Si notre cerveau joue déjà un rôle clé dans nos préférences artistiques – comme nous l’avons vu avec son câblage presque primitif en faveur de certaines formes ou couleurs –, que devient cet instinct face à l’immense influence de l’éducation et de la culture ? Car au-delà de nos circuits neuronaux, nos goûts artistiques sont aussi le reflet de ce que nous avons appris, expérimenté et assimilé tout au long de notre vie.
Le poids de l’environnement : un cerveau malléable face à l’art
Dès l’enfance, notre exposition à l’art commence : un tableau accroché dans le salon familial, des livres d’images colorés, une sortie scolaire dans un musée. Ces premières expériences laissent une empreinte durable sur notre manière d’appréhender l’esthétique.
Prenons un exemple : un enfant qui grandit entouré de paysages urbains, avec leurs structures géométriques et leurs teintes sobres, développera probablement une sensibilité différente de celui qui grandit dans une région riche en paysages naturels.
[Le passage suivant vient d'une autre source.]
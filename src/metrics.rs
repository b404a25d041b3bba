//! Prometheus metrics collection for chowd.
//!
//! Metrics are exposed on an HTTP endpoint (see [`crate::http`]) when
//! `server.metrics_port` is configured.
//!
//! ## Order Metrics
//!
//! - `chowd_command_total{command}` - Commands processed by kind
//! - `chowd_command_duration_seconds{command}` - Command latency histogram
//! - `chowd_command_errors_total{command, error}` - Failed commands by error code
//! - `chowd_orders_placed_total` - Successful checkouts
//! - `chowd_active_sessions` - Sessions currently held in the store

use prometheus::{
    Encoder, HistogramOpts, HistogramVec, IntCounter, IntCounterVec, IntGauge, Opts, Registry,
    TextEncoder,
};
use std::sync::OnceLock;

/// Global Prometheus registry for all metrics.
pub static REGISTRY: OnceLock<Registry> = OnceLock::new();

pub fn registry() -> &'static Registry {
    REGISTRY.get_or_init(Registry::new)
}

// ========================================================================
// Counters (monotonic increasing)
// ========================================================================

/// Total orders moved from a cart into history.
pub static ORDERS_PLACED: OnceLock<IntCounter> = OnceLock::new();

/// Total rate limit hits (flood protection).
pub static RATE_LIMITED: OnceLock<IntCounter> = OnceLock::new();

/// Total WebSocket handshakes refused by the origin allow-list.
pub static ORIGINS_REJECTED: OnceLock<IntCounter> = OnceLock::new();

/// Commands processed by kind (show_catalog, add_item, ...).
pub static COMMAND_COUNTER: OnceLock<IntCounterVec> = OnceLock::new();

/// Command errors by kind and error code.
pub static COMMAND_ERRORS: OnceLock<IntCounterVec> = OnceLock::new();

/// Command processing latency by kind.
pub static COMMAND_LATENCY: OnceLock<HistogramVec> = OnceLock::new();

// ========================================================================
// Gauges (can increase/decrease)
// ========================================================================

/// Sessions currently held in the store.
pub static ACTIVE_SESSIONS: OnceLock<IntGauge> = OnceLock::new();

/// Initialize the Prometheus metrics registry.
///
/// Must be called once at server startup before any metrics are recorded.
/// Recording before `init` is a silent no-op.
pub fn init() {
    let r = registry();

    macro_rules! register {
        ($metric:ident, $init:expr) => {
            let m = $init.expect(concat!(stringify!($metric), " creation failed"));
            if let Err(e) = r.register(Box::new(m.clone())) {
                tracing::warn!(error = %e, concat!("Failed to register metric ", stringify!($metric)));
            }
            let _ = $metric.set(m);
        };
    }

    register!(ORDERS_PLACED, IntCounter::new("chowd_orders_placed_total", "Orders placed"));
    register!(RATE_LIMITED, IntCounter::new("chowd_rate_limited_total", "Rate limit hits"));
    register!(ORIGINS_REJECTED, IntCounter::new("chowd_origins_rejected_total", "WebSocket handshakes refused by origin"));
    register!(ACTIVE_SESSIONS, IntGauge::new("chowd_active_sessions", "Sessions currently held"));

    register!(COMMAND_COUNTER, IntCounterVec::new(Opts::new("chowd_command_total", "Commands processed by kind"), &["command"]));
    register!(COMMAND_ERRORS, IntCounterVec::new(Opts::new("chowd_command_errors_total", "Command errors by kind"), &["command", "error"]));
    register!(COMMAND_LATENCY, HistogramVec::new(
        HistogramOpts::new("chowd_command_duration_seconds", "Command latency by kind")
            .buckets(vec![0.00001, 0.00005, 0.0001, 0.0005, 0.001, 0.005, 0.01, 0.05]),
        &["command"]));
}

/// Gather all metrics and encode them in Prometheus text format.
pub fn gather_metrics() -> String {
    let encoder = TextEncoder::new();
    let metric_families = registry().gather();
    let mut buffer = vec![];
    if let Err(e) = encoder.encode(&metric_families, &mut buffer) {
        tracing::error!(error = %e, "Failed to encode Prometheus metrics");
        return String::new();
    }
    match String::from_utf8(buffer) {
        Ok(s) => s,
        Err(e) => {
            tracing::error!(error = %e, "Prometheus metrics were not valid UTF-8");
            String::new()
        }
    }
}

/// Record a command execution with latency.
#[inline]
pub fn record_command(command: &str, duration_secs: f64) {
    if let Some(c) = COMMAND_COUNTER.get() {
        c.with_label_values(&[command]).inc();
    }
    if let Some(h) = COMMAND_LATENCY.get() {
        h.with_label_values(&[command]).observe(duration_secs);
    }
}

/// Record a command error.
#[inline]
pub fn record_command_error(command: &str, error: &str) {
    if let Some(c) = COMMAND_ERRORS.get() {
        c.with_label_values(&[command, error]).inc();
    }
}

#[inline]
pub fn record_order_placed() {
    if let Some(c) = ORDERS_PLACED.get() {
        c.inc();
    }
}

#[inline]
pub fn record_rate_limited() {
    if let Some(c) = RATE_LIMITED.get() {
        c.inc();
    }
}

#[inline]
pub fn record_origin_rejected() {
    if let Some(c) = ORIGINS_REJECTED.get() {
        c.inc();
    }
}

/// Set the active session gauge.
#[inline]
pub fn set_active_sessions(count: usize) {
    if let Some(g) = ACTIVE_SESSIONS.get() {
        g.set(i64::try_from(count).unwrap_or(i64::MAX));
    }
}

#[cfg(test)]
mod tests {
    use super::*;

    #[test]
    fn test_metrics_lifecycle() {
        init();

        record_command("show_catalog", 0.0001);
        record_command_error("view_cart", "total_overflow");
        record_order_placed();
        set_active_sessions(3);

        let output = gather_metrics();
        assert!(output.contains("chowd_command_total"));
        assert!(output.contains("chowd_command_errors_total"));
        assert!(output.contains("chowd_orders_placed_total"));
        assert!(output.contains("chowd_active_sessions"));
    }
}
Ce dernier pourrait trouver plus facilement du réconfort dans des œuvres représentant des horizons ouverts ou des formes organiques.
Les neurosciences confirment que notre cerveau, bien qu’influencé par des prédispositions biologiques, reste incroyablement plastique. Il est capable d’intégrer de nouvelles informations et de s’adapter à des environnements esthétiques variés. En d’autres termes, si votre goût pour l’art est en partie inné, il est surtout modelé par ce que vous vivez.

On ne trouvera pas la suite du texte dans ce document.